__TRY IT__:
Search the data below for the string "toml". Extract every line that contains it.

__INFORMATION GIVEN__:
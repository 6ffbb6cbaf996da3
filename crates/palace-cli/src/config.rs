//! Settings file – reads/writes `~/.palace/config.toml`.

use serde::{Deserialize, Serialize};
use std::fs;
use std::path::{Path, PathBuf};

/// Persisted user configuration stored in `~/.palace/config.toml`.
#[derive(Debug, Clone, PartialEq, Serialize, Deserialize)]
pub struct Config {
    /// SQLite database holding saved palaces and quiz results.
    #[serde(default = "default_data_path")]
    pub data_path: PathBuf,

    /// How long a quiz verdict stays on screen, in milliseconds.
    #[serde(default = "default_result_delay_ms")]
    pub result_delay_ms: u64,

    /// Room template used by `/new` when none is named.
    #[serde(default = "default_template")]
    pub default_template: String,

    /// Directory `/export` writes palace files into.
    #[serde(default = "default_export_dir")]
    pub export_dir: PathBuf,
}

fn default_data_path() -> PathBuf {
    palace_dir_for_home(&home_dir()).join("palace.db")
}
fn default_result_delay_ms() -> u64 {
    2000
}
fn default_template() -> String {
    "ancient-library".to_string()
}
fn default_export_dir() -> PathBuf {
    PathBuf::from(".")
}

impl Default for Config {
    fn default() -> Self {
        Self {
            data_path: default_data_path(),
            result_delay_ms: default_result_delay_ms(),
            default_template: default_template(),
            export_dir: default_export_dir(),
        }
    }
}

fn home_dir() -> String {
    std::env::var("HOME")
        .or_else(|_| std::env::var("USERPROFILE"))
        .unwrap_or_else(|_| ".".to_string())
}

fn palace_dir_for_home(home: &str) -> PathBuf {
    PathBuf::from(home).join(".palace")
}

/// Return the path to `~/.palace/config.toml`.
pub fn config_path() -> PathBuf {
    config_path_for_home(&home_dir())
}

/// Build the config path relative to the given home directory.
pub(crate) fn config_path_for_home(home: &str) -> PathBuf {
    palace_dir_for_home(home).join("config.toml")
}

/// Load the config from disk with environment overrides applied.
/// Returns `None` if the file does not exist.
pub fn load() -> Result<Option<Config>, String> {
    let mut cfg = load_from(&config_path())?;
    if let Some(cfg) = cfg.as_mut() {
        apply_env_overrides(cfg);
    }
    Ok(cfg)
}

/// Load the config from a specific path, as written.
pub(crate) fn load_from(path: &Path) -> Result<Option<Config>, String> {
    if !path.exists() {
        return Ok(None);
    }
    let raw = fs::read_to_string(path)
        .map_err(|e| format!("Failed to read config at {}: {}", path.display(), e))?;
    let cfg: Config =
        toml::from_str(&raw).map_err(|e| format!("Failed to parse config: {}", e))?;
    Ok(Some(cfg))
}

/// Apply `PALACE_*` environment variable overrides to `cfg`.
///
/// | Variable | Config field |
/// |---|---|
/// | `PALACE_DATA_PATH` | `data_path` |
/// | `PALACE_RESULT_DELAY_MS` | `result_delay_ms` |
/// | `PALACE_DEFAULT_TEMPLATE` | `default_template` |
/// | `PALACE_EXPORT_DIR` | `export_dir` |
pub fn apply_env_overrides(cfg: &mut Config) {
    if let Ok(v) = std::env::var("PALACE_DATA_PATH") {
        cfg.data_path = PathBuf::from(v);
    }
    if let Ok(v) = std::env::var("PALACE_RESULT_DELAY_MS")
        && let Ok(ms) = v.parse::<u64>()
    {
        cfg.result_delay_ms = ms;
    }
    if let Ok(v) = std::env::var("PALACE_DEFAULT_TEMPLATE") {
        cfg.default_template = v;
    }
    if let Ok(v) = std::env::var("PALACE_EXPORT_DIR") {
        cfg.export_dir = PathBuf::from(v);
    }
}

/// Save the config to disk, creating `~/.palace/` if necessary.
pub fn save(cfg: &Config) -> Result<(), String> {
    save_to(cfg, &config_path())
}

/// Save the config to a specific path.
pub(crate) fn save_to(cfg: &Config, path: &Path) -> Result<(), String> {
    if let Some(parent) = path.parent() {
        fs::create_dir_all(parent)
            .map_err(|e| format!("Failed to create config directory: {}", e))?;
        // Owner-only directory (rwx------) on Unix.
        #[cfg(unix)]
        {
            use std::os::unix::fs::PermissionsExt;
            fs::set_permissions(parent, fs::Permissions::from_mode(0o700))
                .map_err(|e| format!("Failed to set config directory permissions: {}", e))?;
        }
    }
    let raw =
        toml::to_string_pretty(cfg).map_err(|e| format!("Failed to serialize config: {}", e))?;
    #[cfg(unix)]
    {
        use std::io::Write;
        use std::os::unix::fs::OpenOptionsExt;
        fs::OpenOptions::new()
            .write(true)
            .create(true)
            .truncate(true)
            .mode(0o600)
            .open(path)
            .and_then(|mut f| f.write_all(raw.as_bytes()))
            .map_err(|e| format!("Failed to write config at {}: {}", path.display(), e))?;
    }
    #[cfg(not(unix))]
    fs::write(path, raw)
        .map_err(|e| format!("Failed to write config at {}: {}", path.display(), e))?;
    Ok(())
}

#[cfg(test)]
mod tests {
    use super::*;

    #[cfg(unix)]
    #[test]
    fn config_file_has_restrictive_permissions() {
        use std::os::unix::fs::PermissionsExt;
        let dir = tempfile::tempdir().expect("tmp dir");
        let path = config_path_for_home(&dir.path().to_string_lossy());

        save_to(&Config::default(), &path).expect("save");

        let file_mode = std::fs::metadata(&path).expect("file metadata").permissions().mode() & 0o777;
        assert_eq!(file_mode, 0o600);
        let dir_mode = std::fs::metadata(path.parent().unwrap())
            .expect("dir metadata")
            .permissions()
            .mode()
            & 0o777;
        assert_eq!(dir_mode, 0o700);
    }

    #[test]
    fn roundtrip_custom_config() {
        let dir = tempfile::tempdir().expect("tmp dir");
        let path = config_path_for_home(&dir.path().to_string_lossy());

        let cfg = Config {
            data_path: dir.path().join("custom.db"),
            result_delay_ms: 500,
            default_template: "zen-garden".to_string(),
            export_dir: dir.path().join("exports"),
        };
        save_to(&cfg, &path).expect("save");

        let loaded = load_from(&path).expect("load ok").expect("some");
        assert_eq!(loaded.data_path, cfg.data_path);
        assert_eq!(loaded.result_delay_ms, 500);
        assert_eq!(loaded.default_template, "zen-garden");
        assert_eq!(loaded.export_dir, cfg.export_dir);
    }

    #[test]
    fn missing_fields_take_defaults() {
        let dir = tempfile::tempdir().expect("tmp dir");
        let path = dir.path().join("config.toml");
        std::fs::write(&path, "result_delay_ms = 750\n").unwrap();

        let loaded = load_from(&path).expect("load ok").expect("some");
        assert_eq!(loaded.result_delay_ms, 750);
        assert_eq!(loaded.default_template, "ancient-library");
        assert_eq!(loaded.export_dir, PathBuf::from("."));
        assert!(loaded.data_path.ends_with(".palace/palace.db"));
    }

    #[test]
    fn malformed_file_is_an_error() {
        let dir = tempfile::tempdir().expect("tmp dir");
        let path = dir.path().join("config.toml");
        std::fs::write(&path, "result_delay_ms = \"soon\"\n").unwrap();
        assert!(load_from(&path).is_err());
    }

    #[test]
    fn config_path_points_to_palace_dir() {
        let p = config_path_for_home("/home/testuser");
        assert_eq!(p, PathBuf::from("/home/testuser/.palace/config.toml"));
    }

    #[test]
    fn load_from_returns_none_when_missing() {
        let dir = tempfile::tempdir().expect("tmp dir");
        let path = config_path_for_home(&dir.path().to_string_lossy());
        assert!(load_from(&path).expect("no error").is_none());
    }

    // Each override test touches a distinct variable so parallel tests do
    // not observe each other.

    #[test]
    fn apply_env_overrides_changes_data_path() {
        // SAFETY: no other test reads or writes this variable.
        unsafe { std::env::set_var("PALACE_DATA_PATH", "/tmp/elsewhere.db") };
        let mut cfg = Config::default();
        apply_env_overrides(&mut cfg);
        assert_eq!(cfg.data_path, PathBuf::from("/tmp/elsewhere.db"));
        unsafe { std::env::remove_var("PALACE_DATA_PATH") };
    }

    #[test]
    fn apply_env_overrides_ignores_invalid_delay() {
        // SAFETY: no other test reads or writes this variable.
        unsafe { std::env::set_var("PALACE_RESULT_DELAY_MS", "later") };
        let mut cfg = Config::default();
        apply_env_overrides(&mut cfg);
        assert_eq!(cfg.result_delay_ms, 2000);
        unsafe { std::env::set_var("PALACE_RESULT_DELAY_MS", "250") };
        apply_env_overrides(&mut cfg);
        assert_eq!(cfg.result_delay_ms, 250);
        unsafe { std::env::remove_var("PALACE_RESULT_DELAY_MS") };
    }

    #[test]
    fn apply_env_overrides_changes_template() {
        // SAFETY: no other test reads or writes this variable.
        unsafe { std::env::set_var("PALACE_DEFAULT_TEMPLATE", "modern-office") };
        let mut cfg = Config::default();
        apply_env_overrides(&mut cfg);
        assert_eq!(cfg.default_template, "modern-office");
        unsafe { std::env::remove_var("PALACE_DEFAULT_TEMPLATE") };
    }

    #[test]
    fn apply_env_overrides_changes_export_dir() {
        // SAFETY: no other test reads or writes this variable.
        unsafe { std::env::set_var("PALACE_EXPORT_DIR", "/tmp/exports") };
        let mut cfg = Config::default();
        apply_env_overrides(&mut cfg);
        assert_eq!(cfg.export_dir, PathBuf::from("/tmp/exports"));
        unsafe { std::env::remove_var("PALACE_EXPORT_DIR") };
    }
}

__RESULT BELOW__:
//! Settings file – reads/writes `~/.palace/config.toml`.
/// Persisted user configuration stored in `~/.palace/config.toml`.
/// Return the path to `~/.palace/config.toml`.
    palace_dir_for_home(home).join("config.toml")
        toml::from_str(&raw).map_err(|e| format!("Failed to parse config: {}", e))?;
        toml::to_string_pretty(cfg).map_err(|e| format!("Failed to serialize config: {}", e))?;
        let path = dir.path().join("config.toml");
        let path = dir.path().join("config.toml");
        assert_eq!(p, PathBuf::from("/home/testuser/.palace/config.toml"));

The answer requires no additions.